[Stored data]
━━━━━━

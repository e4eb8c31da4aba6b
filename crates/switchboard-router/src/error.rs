use http::StatusCode;
use switchboard_adapters::AdapterError;
use switchboard_auth::AuthError;
use switchboard_catalog::CatalogError;
use switchboard_core::HttpError;
use switchboard_ratelimit::RateLimitError;
use thiserror::Error;

/// Router pipeline failures
///
/// Wraps the component errors so handlers map one taxonomy to HTTP.
#[derive(Debug, Error)]
pub enum RouterError {
    /// Tag query matched no usable model
    #[error("no candidate model matches the query")]
    NoCandidate,

    /// Target model exists but is disabled (or its provider is)
    #[error("model {provider}/{model} is not available")]
    ModelDisabled { provider: String, model: String },

    #[error(transparent)]
    Catalog(#[from] CatalogError),

    #[error(transparent)]
    Auth(#[from] AuthError),

    #[error(transparent)]
    RateLimit(#[from] RateLimitError),

    #[error(transparent)]
    Adapter(#[from] AdapterError),
}

impl HttpError for RouterError {
    fn status_code(&self) -> StatusCode {
        match self {
            Self::NoCandidate => StatusCode::NOT_FOUND,
            Self::ModelDisabled { .. } => StatusCode::NOT_FOUND,
            Self::Catalog(e) => e.status_code(),
            Self::Auth(e) => e.status_code(),
            Self::RateLimit(e) => e.status_code(),
            Self::Adapter(e) => e.status_code(),
        }
    }

    fn error_kind(&self) -> &str {
        match self {
            Self::NoCandidate => "no-candidate",
            Self::ModelDisabled { .. } => "not-found",
            Self::Catalog(e) => e.error_kind(),
            Self::Auth(e) => e.error_kind(),
            Self::RateLimit(e) => e.error_kind(),
            Self::Adapter(e) => e.error_kind(),
        }
    }

    fn client_message(&self) -> String {
        match self {
            Self::Catalog(e) => e.client_message(),
            Self::Auth(e) => e.client_message(),
            Self::RateLimit(e) => e.client_message(),
            Self::Adapter(e) => e.client_message(),
            other => other.to_string(),
        }
    }
}
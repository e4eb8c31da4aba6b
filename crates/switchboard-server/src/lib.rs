//! HTTP surface
//!
//! Four request-serving endpoint families compose the core components:
//! direct invoke, tag-routed invoke, the OpenAI-compatible shim, and
//! session management. Every handler follows the same flow: parse,
//! authenticate, resolve, authorize, rate-limit, invoke, record, respond.

mod auth_routes;
mod error;
mod invoke;
mod middleware;
mod openai_compat;
mod state;
mod streaming;

pub use state::AppState;

use std::net::SocketAddr;

use axum::{Json, Router, routing};
use tokio_util::sync::CancellationToken;

/// Build the full route tree
pub fn build_router(state: AppState) -> Router {
    Router::new()
        .route("/health", routing::get(health))
        .route("/models/{provider}/{model}/invoke", routing::post(invoke::invoke_model))
        .route("/route/invoke", routing::post(invoke::route_invoke))
        .route("/v1/chat/completions", routing::post(openai_compat::chat_completions))
        .route("/v1/models", routing::get(openai_compat::list_models))
        .route("/auth/login", routing::post(auth_routes::login))
        .route("/auth/logout", routing::post(auth_routes::logout))
        .route("/auth/bind-model", routing::post(auth_routes::bind_model))
        .layer(axum::middleware::from_fn_with_state(
            state.clone(),
            middleware::authenticate,
        ))
        .with_state(state)
}

async fn health() -> Json<serde_json::Value> {
    Json(serde_json::json!({"status": "ok"}))
}

/// Bound listener plus its route tree
pub struct Server {
    listener: tokio::net::TcpListener,
    router: Router,
}

impl Server {
    /// Bind the listener; port 0 picks an ephemeral port
    pub async fn bind(addr: SocketAddr, state: AppState) -> anyhow::Result<Self> {
        let listener = tokio::net::TcpListener::bind(addr).await?;
        Ok(Self {
            listener,
            router: build_router(state),
        })
    }

    /// The bound address (useful with ephemeral ports)
    pub fn local_addr(&self) -> anyhow::Result<SocketAddr> {
        Ok(self.listener.local_addr()?)
    }

    /// Serve until the token is cancelled
    pub async fn serve(self, shutdown: CancellationToken) -> anyhow::Result<()> {
        let addr = self.listener.local_addr()?;
        tracing::info!(%addr, "gateway listening");

        axum::serve(
            self.listener,
            self.router.into_make_service_with_connect_info::<SocketAddr>(),
        )
        .with_graceful_shutdown(async move { shutdown.cancelled().await })
        .await?;

        Ok(())
    }
}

━━━━━━

Reproduce every line above, keeping each word exactly as it appears.

repository e4eb8c31da4aba6b
filename crates/switchboard-router/src/error.rs
use http::StatusCode;
use switchboard_adapters::AdapterError;
use switchboard_auth::AuthError;
use switchboard_catalog::CatalogError;
use switchboard_core::HttpError;
use switchboard_ratelimit::RateLimitError;
use thiserror::Error;

/// Router pipeline failures
///
/// Wraps the component errors so handlers map one taxonomy to HTTP.
#[derive(Debug, Error)]
pub enum RouterError {
    /// Tag query matched no usable model
    #[error("no candidate model matches the query")]
    NoCandidate,

    /// Target model exists but is disabled (or its provider is)
    #[error("model {provider}/{model} is not available")]
    ModelDisabled { provider: String, model: String },

    #[error(transparent)]
    Catalog(#[from] CatalogError),

    #[error(transparent)]
    Auth(#[from] AuthError),

    #[error(transparent)]
    RateLimit(#[from] RateLimitError),

    #[error(transparent)]
    Adapter(#[from] AdapterError),
}

impl HttpError for RouterError {
    fn status_code(&self) -> StatusCode {
        match self {
            Self::NoCandidate => StatusCode::NOT_FOUND,
            Self::ModelDisabled { .. } => StatusCode::NOT_FOUND,
            Self::Catalog(e) => e.status_code(),
            Self::Auth(e) => e.status_code(),
            Self::RateLimit(e) => e.status_code(),
            Self::Adapter(e) => e.status_code(),
        }
    }

    fn error_kind(&self) -> &str {
        match self {
            Self::NoCandidate => "no-candidate",
            Self::ModelDisabled { .. } => "not-found",
            Self::Catalog(e) => e.error_kind(),
            Self::Auth(e) => e.error_kind(),
            Self::RateLimit(e) => e.error_kind(),
            Self::Adapter(e) => e.error_kind(),
        }
    }

    fn client_message(&self) -> String {
        match self {
            Self::Catalog(e) => e.client_message(),
            Self::Auth(e) => e.client_message(),
            Self::RateLimit(e) => e.client_message(),
            Self::Adapter(e) => e.client_message(),
            other => other.to_string(),
        }
    }
}
repository e4eb8c31da4aba6b
filename crates/switchboard-server/src/lib.rs
//! HTTP surface
//!
//! Four request-serving endpoint families compose the core components:
//! direct invoke, tag-routed invoke, the OpenAI-compatible shim, and
//! session management. Every handler follows the same flow: parse,
//! authenticate, resolve, authorize, rate-limit, invoke, record, respond.

mod auth_routes;
mod error;
mod invoke;
mod middleware;
mod openai_compat;
mod state;
mod streaming;

pub use state::AppState;

use std::net::SocketAddr;

use axum::{Json, Router, routing};
use tokio_util::sync::CancellationToken;

/// Build the full route tree
pub fn build_router(state: AppState) -> Router {
    Router::new()
        .route("/health", routing::get(health))
        .route("/models/{provider}/{model}/invoke", routing::post(invoke::invoke_model))
        .route("/route/invoke", routing::post(invoke::route_invoke))
        .route("/v1/chat/completions", routing::post(openai_compat::chat_completions))
        .route("/v1/models", routing::get(openai_compat::list_models))
        .route("/auth/login", routing::post(auth_routes::login))
        .route("/auth/logout", routing::post(auth_routes::logout))
        .route("/auth/bind-model", routing::post(auth_routes::bind_model))
        .layer(axum::middleware::from_fn_with_state(
            state.clone(),
            middleware::authenticate,
        ))
        .with_state(state)
}

async fn health() -> Json<serde_json::Value> {
    Json(serde_json::json!({"status": "ok"}))
}

/// Bound listener plus its route tree
pub struct Server {
    listener: tokio::net::TcpListener,
    router: Router,
}

impl Server {
    /// Bind the listener; port 0 picks an ephemeral port
    pub async fn bind(addr: SocketAddr, state: AppState) -> anyhow::Result<Self> {
        let listener = tokio::net::TcpListener::bind(addr).await?;
        Ok(Self {
            listener,
            router: build_router(state),
        })
    }

    /// The bound address (useful with ephemeral ports)
    pub fn local_addr(&self) -> anyhow::Result<SocketAddr> {
        Ok(self.listener.local_addr()?)
    }

    /// Serve until the token is cancelled
    pub async fn serve(self, shutdown: CancellationToken) -> anyhow::Result<()> {
        let addr = self.listener.local_addr()?;
        tracing::info!(%addr, "gateway listening");

        axum::serve(
            self.listener,
            self.router.into_make_service_with_connect_info::<SocketAddr>(),
        )
        .with_graceful_shutdown(async move { shutdown.cancelled().await })
        .await?;

        Ok(())
    }
}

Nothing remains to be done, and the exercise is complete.